The technique is simple. During excavation, the presence of the ash cavities is detected by cautiously tapping the ground with blunted pickaxes. When the excavators spot a hollow, they drill several holes through the stratum of ash directly into the mold.

Through these holes the chamber is probed and cleaned with a surgeon's tool, and thinned plaster of Paris is poured into the cavity. In three days' time the plaster has hardened, and the surrounding ash is chipped away, destroying the original cavity, to uncover a cast of the eruption victim.

The results are startling. Suddenly we are faced with the inhabitants of Pompei from the dim past, captured at their very moment of death.
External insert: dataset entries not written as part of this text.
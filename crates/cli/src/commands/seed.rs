use crate::commands::CommandResult;
use basketry_core::config::{AppConfig, LoadOptions};
use basketry_db::{connect_with_settings, migrations, DemoSeedDataset};

pub fn run() -> CommandResult {
    let config = match AppConfig::load(LoadOptions::default()) {
        Ok(config) => config,
        Err(error) => {
            return CommandResult::failure(
                "seed",
                "config_validation",
                format!("configuration issue: {error}"),
                2,
            );
        }
    };

    let runtime = match tokio::runtime::Builder::new_current_thread().enable_all().build() {
        Ok(runtime) => runtime,
        Err(error) => {
            return CommandResult::failure(
                "seed",
                "runtime_init",
                format!("failed to initialize async runtime: {error}"),
                3,
            );
        }
    };

    let result = runtime.block_on(async {
        let pool = connect_with_settings(
            &config.database.url,
            config.database.max_connections,
            config.database.timeout_secs,
        )
        .await
        .map_err(|error| ("db_connectivity", error.to_string(), 4u8))?;
        migrations::run_pending(&pool)
            .await
            .map_err(|error| ("migration", error.to_string(), 5u8))?;
        let seeded = DemoSeedDataset::load(&pool)
            .await
            .map_err(|error| ("seed_load", error.to_string(), 6u8))?;
        pool.close().await;
        Ok::<_, (&'static str, String, u8)>(seeded)
    });

    match result {
        Ok(seeded) => CommandResult::success(
            "seed",
            format!(
                "loaded demo dataset: {} products, {} orders",
                seeded.product_count, seeded.order_count
            ),
        ),
        Err((error_class, message, exit_code)) => {
            CommandResult::failure("seed", error_class, message, exit_code)
        }
    }
}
Some show an attitude of fierce struggle against their fate; others recline peacefully as though in sleep.

The cavity of The Dog From Pompei was discovered November 20, 1874, in the house of Marcus Vesonius Primus, in the "Fauce," the corridor at the entrance of the house. The house was located in Region VI, Insula 14, Nr. 20.

During the eruption, the unfortunate dog, wearing his bronze-studded collar, was left chained up at his assigned place to watch the house, and he suffocated beneath the ash and cinders.

Allan McCollum's casts were taken directly from a mold made especially for the artist from the original second-generation cast presently on display at the Museo Vesuviano, in present-day Pompei. The project was realized by special permission of the Pompei Tourist Board, and was made possible through the co-ordination of Studio Trisorio, Naples, Italy, and Essex Works, New York City.